Ray Harroun, winner of the inaugural Indianapolis 500 in 1911, is featured on the stamp, which says "Indianapolis 500" and "100 Years of Racing." The stamp's image was created by illustrator John Mattos.

“It’s a great honor for the Indianapolis 500 to be featured on a U.S. Postal Service stamp,” Indianapolis Motor Speedway Corp. President Jeff Belskus said in a prepared statement. “The stamp recognizes the 500 as a vital part of American culture and is a wonderful addition to our celebration of the 100th anniversary of the race in 2011.”

Indy500_stamp_15col This is the second time that the Marmon Wasp, piloted by Ray Harroun, has been featured on a U.S. stamp.

The postal service receives thousands of suggestions annually for postage stamps. The Citizens’ Stamp Advisory Committee recommends 20 to 25 subjects for final approval by the Postmaster General. According to the postal service, “stamp subjects must stand the test of time, reflect the cultural diversity of the U.S. and have broad national appeal.”

This is the second time the Marmon Wasp, piloted by Harroun, has been featured on a U.S. postage stamp. The car also was highlighted as a 17.5-cent stamp in a transportation series in 1987.

The 2011 Indianapolis 500 is scheduled for Sunday, May 29, at the Speedway.

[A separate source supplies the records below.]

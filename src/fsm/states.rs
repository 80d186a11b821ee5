//! Concrete state handler functions and table builder.
//!
//! Each state is defined by plain `fn` pointers: no closures, no dynamic
//! dispatch, no heap.
//!
//! ```text
//!  CALIBRATING ──[first reading]──▶ IDLE ──[p > thr]──▶ PRESSING
//!       ▲                            ▲  ▲                  │
//!       │                   [p ≤ thr]│  └──[p ≤ thr]───────┤
//!       │                            │                 [p > thr]
//!       │                            │                     ▼
//!       │                            ├──[p ≤ thr]──── TIMING
//!       │                            │                     │
//!       │                    [p ≤ thr / ack]        [remaining ≤ 0]
//!       │                            │                     ▼
//!       │                            └─────────────── ALERT
//!       │
//!  Any state ──[tare]──▶ CALIBRATING
//! ```
//!
//! Increment / decrement adjust the duration in every state except
//! Calibrating.  In Alert they change only the setting for the next press;
//! the overtime count is not touched.

use super::context::FsmContext;
use super::{AppState, StateDescriptor, Stimulus};
use crate::app::actions::UserAction;
use crate::app::commands::{ArcCommand, Command};
use log::{debug, info};

// ═══════════════════════════════════════════════════════════════════════════
//  Table builder
// ═══════════════════════════════════════════════════════════════════════════

/// Build the static state table.  Called once at startup.
pub fn build_state_table() -> [StateDescriptor; AppState::COUNT] {
    [
        // Index 0: Calibrating
        StateDescriptor {
            id: AppState::Calibrating,
            name: "Calibrating",
            on_enter: Some(calibrating_enter),
            on_exit: None,
            on_update: calibrating_update,
        },
        // Index 1: Idle
        StateDescriptor {
            id: AppState::Idle,
            name: "Idle",
            on_enter: Some(idle_enter),
            on_exit: None,
            on_update: idle_update,
        },
        // Index 2: Pressing
        StateDescriptor {
            id: AppState::Pressing,
            name: "Pressing",
            on_enter: Some(pressing_enter),
            on_exit: None,
            on_update: pressing_update,
        },
        // Index 3: Timing
        StateDescriptor {
            id: AppState::Timing,
            name: "Timing",
            on_enter: Some(timing_enter),
            on_exit: None,
            on_update: timing_update,
        },
        // Index 4: Alert
        StateDescriptor {
            id: AppState::Alert,
            name: "Alert",
            on_enter: Some(alert_enter),
            on_exit: Some(alert_exit),
            on_update: alert_update,
        },
    ]
}

// ═══════════════════════════════════════════════════════════════════════════
//  Shared action handling
// ═══════════════════════════════════════════════════════════════════════════

/// Actions that behave the same outside Calibrating.  Returns the
/// transition, if any; `AcknowledgeAlert` is left to the caller.
fn common_action(ctx: &mut FsmContext, action: UserAction, from: AppState) -> Option<AppState> {
    match action {
        UserAction::Increment => {
            ctx.adjust_duration(1, from);
            None
        }
        UserAction::Decrement => {
            ctx.adjust_duration(-1, from);
            None
        }
        UserAction::Tare => {
            ctx.request_tare();
            Some(AppState::Calibrating)
        }
        UserAction::AcknowledgeAlert => None,
    }
}

// ═══════════════════════════════════════════════════════════════════════════
//  CALIBRATING: load cell being zeroed
// ═══════════════════════════════════════════════════════════════════════════

fn calibrating_enter(ctx: &mut FsmContext) {
    ctx.emit(Command::UpdateState(AppState::Calibrating));
    info!("CALIBRATING: waiting for a zeroed reading");
}

fn calibrating_update(ctx: &mut FsmContext, stimulus: Stimulus) -> Option<AppState> {
    match stimulus {
        // The service withholds readings while a tare is outstanding, so
        // any reading that arrives here is post-tare.
        Stimulus::Reading(_) => Some(AppState::Idle),
        Stimulus::Action(UserAction::Tare) => {
            debug!("CALIBRATING: tare requested again");
            ctx.request_tare();
            None
        }
        Stimulus::Action(_) | Stimulus::Tick => None,
    }
}

// ═══════════════════════════════════════════════════════════════════════════
//  IDLE: press open
// ═══════════════════════════════════════════════════════════════════════════

fn idle_enter(ctx: &mut FsmContext) {
    ctx.timer_remaining_secs = i32::from(ctx.timer_duration_secs);
    ctx.emit(Command::UpdateState(AppState::Idle));
    ctx.emit(Command::UpdateTimer(ctx.timer_remaining_secs));
    ctx.emit(Command::Arc(ArcCommand::Progress(0)));
    info!("IDLE: armed for {}s", ctx.timer_duration_secs);
}

fn idle_update(ctx: &mut FsmContext, stimulus: Stimulus) -> Option<AppState> {
    match stimulus {
        Stimulus::Reading(p) if ctx.above_threshold(p) => Some(AppState::Pressing),
        Stimulus::Action(action) => common_action(ctx, action, AppState::Idle),
        Stimulus::Reading(_) | Stimulus::Tick => None,
    }
}

// ═══════════════════════════════════════════════════════════════════════════
//  PRESSING: pressure seen once, awaiting confirmation
// ═══════════════════════════════════════════════════════════════════════════

fn pressing_enter(ctx: &mut FsmContext) {
    ctx.emit(Command::UpdateState(AppState::Pressing));
    debug!("PRESSING: {:.0} g", ctx.current_pressure);
}

fn pressing_update(ctx: &mut FsmContext, stimulus: Stimulus) -> Option<AppState> {
    match stimulus {
        Stimulus::Reading(p) if ctx.above_threshold(p) => Some(AppState::Timing),
        Stimulus::Reading(_) => Some(AppState::Idle),
        Stimulus::Action(action) => common_action(ctx, action, AppState::Pressing),
        Stimulus::Tick => None,
    }
}

// ═══════════════════════════════════════════════════════════════════════════
//  TIMING: countdown running
// ═══════════════════════════════════════════════════════════════════════════

fn timing_enter(ctx: &mut FsmContext) {
    ctx.timer_start_ms = ctx.now_ms;
    ctx.countdown_secs = ctx.timer_duration_secs;
    ctx.timer_remaining_secs = i32::from(ctx.timer_duration_secs);
    ctx.emit(Command::UpdateState(AppState::Timing));
    ctx.emit(Command::UpdateTimer(ctx.timer_remaining_secs));
    ctx.emit(Command::Arc(ArcCommand::Start {
        duration_ms: u32::from(ctx.timer_duration_secs) * 1000,
    }));
    info!("TIMING: {}s countdown started", ctx.timer_duration_secs);
}

fn timing_update(ctx: &mut FsmContext, stimulus: Stimulus) -> Option<AppState> {
    match stimulus {
        Stimulus::Reading(p) if !ctx.above_threshold(p) => {
            info!("TIMING: released with {}s left", ctx.timer_remaining_secs);
            Some(AppState::Idle)
        }
        Stimulus::Reading(_) => None,
        Stimulus::Tick => {
            let changed = ctx.recompute_remaining();
            if ctx.timer_remaining_secs <= 0 {
                return Some(AppState::Alert);
            }
            if changed {
                ctx.emit(Command::UpdateTimer(ctx.timer_remaining_secs));
            }
            None
        }
        Stimulus::Action(action) => common_action(ctx, action, AppState::Timing),
    }
}

// ═══════════════════════════════════════════════════════════════════════════
//  ALERT: countdown expired, counting overtime
// ═══════════════════════════════════════════════════════════════════════════

fn alert_enter(ctx: &mut FsmContext) {
    ctx.emit(Command::UpdateState(AppState::Alert));
    ctx.emit(Command::Arc(ArcCommand::Progress(100)));
    ctx.emit(Command::UpdateTimer(ctx.timer_remaining_secs));
    info!("ALERT: time is up");
}

fn alert_exit(ctx: &mut FsmContext) {
    info!("ALERT: cleared after {}s overtime", -ctx.timer_remaining_secs);
}

fn alert_update(ctx: &mut FsmContext, stimulus: Stimulus) -> Option<AppState> {
    match stimulus {
        Stimulus::Reading(p) if !ctx.above_threshold(p) => Some(AppState::Idle),
        Stimulus::Reading(_) => None,
        Stimulus::Tick => {
            if ctx.recompute_remaining() {
                ctx.emit(Command::UpdateTimer(ctx.timer_remaining_secs));
            }
            None
        }
        Stimulus::Action(UserAction::AcknowledgeAlert) => Some(AppState::Idle),
        Stimulus::Action(action) => common_action(ctx, action, AppState::Alert),
    }
}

The latest stamp will be a Forever Stamp, which is always equal in value to the current first-class stamp rate, regardless of future price changes.


  • Revisionist history
    Obviously the post office doesn't know that real racing didn't start in the US until Tony George created open wheel racing with his formation of the Indy racing League in 1996 which he lead until being fired by his Mother. Twice. Buddy Loozier, Buzz Calkins, Tyce Carlson or Shiggy Hattori would have been better choices to grace this historic stamp. It's a shame the Post Office doesn't recognize the significance of the Tony George era. They are most likely youthful CART apologists who haven't attended every 500 since 1959 like me. Even the C^RT years.
  • 75 mph was flying back then. They used to say man could not survive going faster than 100 mph. Do you ever figure Ray imagined his top speed would be normal cruising speed on the highways?

    Burl....well we all understand your need for attention. Tell us again about how your relative is writing a book about the demise of IMS yet no one in the press knows about it. I love that story.

  • what a joke
    Buddy Lazier needs to be on a stamp. He led the revolution of "SCAB" drivers during the lockout years. Now, that's a deserving winner in Indy 500 history.
  • Ray Harroun
    The stamp is great! Little did Ray Harroun know back then in one hundred years his accomplishment would be so recognized and so much history was to follow.
  • Oh Burl
    Not more gloom and doom about IMS being bulldozed?

    At any rate, when I was in my early teens, I used to walk to the local Post Office to mail my folks bills, I would see a flip chart of official first day stamp releases. You could actually send the postal service a SASE and a check and they would mail your return envelope back to you with the stamp and a special "first day" postmark and cancellation. I did a few back then but may have to do it again for this one! Nice.
  • nitpicking
    The stamp does have "100years of racing" in the very small margin. But I agree the 1911 - 2011 could have been more prominent

    Interesting how the art work gives illusion of speed whereas the Wasp averaged under 75mph! I doubt if it was ever 'airborne' on the track at that 'high' rate!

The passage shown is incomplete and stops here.